Objetivo: construir más vivienda

Por todos es sabido que construir más vivienda es uno de los grandes retos que tiene por delante el mercado inmobiliario español. Puede parecer una afirmación evidente, pero basta con analizar la situación actual para entender que si pudiéramos construir encontraríamos buena parte de la solución a los problemas que tenemos con la vivienda. Llevamos años hablando de la dificultad para acceder a una vivienda, el aumento de los precios, la falta de oferta en el alquiler o los problemas de los jóvenes para emanciparse, sin embargo, muchas veces olvidamos una pregunta muy sencilla: ¿estamos construyendo las viviendas que realmente necesitamos? Los datos dicen que no. En 2025 se terminaron algo menos de 92.000 viviendas, una cifra claramente insuficiente para atender la creación de nuevos hogares que hay actualmente en España. Según el Ministerio de Vivienda y Agenda Urbana en el último trimestre de 2025, los certificados de final de obra se redujeron un 12,6%, lo que evidencia que siguen llegando menos viviendas nuevas al mercado. Las cifras más recientes muestran que el número de viviendas finalizadas ha encadenado doce meses consecutivos de descensos, una señal que debería preocuparnos bastante más de lo que lo hace. Porque una vivienda que no se construye hoy será una vivienda que faltará dentro de unos años, cuando las familias la necesiten. Y aquí está una de las claves del problema, pues el mercado inmobiliario no funciona de un día para otro. Desde que una promoción empieza a diseñarse hasta que las llaves llegan a manos del comprador pueden pasar largos periodos de tiempo; esto significa que las decisiones que se toman ahora marcarán la oferta disponible en los próximos años. Si seguimos construyendo por debajo de las necesidades reales del país el desequilibrio entre oferta y demanda seguirá aumentando, y mientras eso ocurra será muy difícil que el acceso a la vivienda deje de ser uno de los grandes problemas de nuestra sociedad.

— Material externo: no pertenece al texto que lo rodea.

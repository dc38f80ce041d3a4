//! KRT Batch - Orchestration over many articles
//!
//! - `orchestrator`: bounded worker pool, per-article state machine,
//!   cancellation and deadline
//! - `retry`: explicit retry/backoff state machine with pattern fallback
//! - `limiter`: shared rate limiter in front of external extractors
//! - `sink` / `report`: where documents go and what the run reports

pub mod limiter;
pub mod orchestrator;
pub mod report;
pub mod retry;
pub mod sink;

pub use limiter::CallRateLimiter;
pub use orchestrator::{ArticleInput, ArticleState, BatchOrchestrator};
pub use report::{ArticleOutcome, ArticleStatus, BatchReport, FailureReason};
pub use retry::{RetryMachine, RetryPolicy, RetryState};
pub use sink::{DirectorySink, MemorySink, OutputSink};

use thiserror::Error;

/// Batch preconditions. Per-article failures are outcomes, not errors.
#[derive(Error, Debug)]
pub enum BatchError {
    #[error("Duplicate article id in batch: {0}")]
    DuplicateArticleId(String),

    #[error("Invalid batch configuration: {0}")]
    InvalidConfig(String),

    #[error("Batch setup failed: {0}")]
    Setup(#[source] krt_core::KrtError),
}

Objetivo: construir más vivienda
Construir más vivienda es uno de los grandes retos que tiene por delante el mercado inmobiliario español

UNA OFERTA QUE LLEGA A CUENTAGOTAS

A menudo escuchamos que los promotores deberían construir más viviendas, como si dependiera únicamente de su voluntad, pero la realidad es mucho más compleja. Conseguir suelo para edificar, superar los trámites urbanísticos, obtener licencias, hacer frente al incremento de los costes de construcción o encontrar mano de obra cualificada son obstáculos que ralentizan cualquier proyecto. Esto explica por qué resulta tan difícil aumentar el ritmo de producción: no basta con que exista demanda o financiación, hace falta que todo el proceso funcione con mayor agilidad. Y ahí las administraciones tienen mucho que decir, pues reducir tiempos de tramitación, dar estabilidad normativa y facilitar el desarrollo de nuevo suelo no significa construir sin control, sino permitir que el mercado pueda responder a una necesidad evidente. Porque compradores parece claro que no faltan: hay familias que buscan una primera vivienda, personas que necesitan cambiar de casa, inversores que siguen confiando en el inmobiliario y una población que continúa creciendo. El problema es que la oferta sigue llegando con cuentagotas, muy por debajo de lo que necesita un mercado con una demanda cada vez mayor.

Objetivo: construir más vivienda
Actualmente la oferta de vivienda es muy inferior a lo que necesita el mercado inmobiliario español

HACIA UN MERCADO MÁS EQUILIBRADO

Uno de los mayores errores que cometemos cuando hablamos de vivienda es intentar buscar soluciones inmediatas para un problema que necesita planificación. Construir una vivienda requiere tiempo, por eso cuanto más se retrase la puesta en marcha de nuevos proyectos, más difícil será corregir el déficit acumulado durante los próximos años. El problema es que no existen fórmulas mágicas para resolver esta situación. Seguramente hará falta impulsar la colaboración entre el sector público y el privado, desarrollar más suelo, modernizar los procesos administrativos y apostar por sistemas constructivos más eficientes, pero ninguna de esas medidas tendrá efecto si no existe una idea clara detrás de todas ellas: aumentar la oferta. Si cada año se crean más hogares que viviendas, la consecuencia será una mayor presión sobre los precios. Por eso, más allá de debates políticos o de medidas puntuales, el verdadero objetivo debería ser uno sólo: construir más vivienda, pues lo de esta manera será posible equilibrar un mercado que lleva demasiado tiempo construyendo por debajo de nuestras necesidades.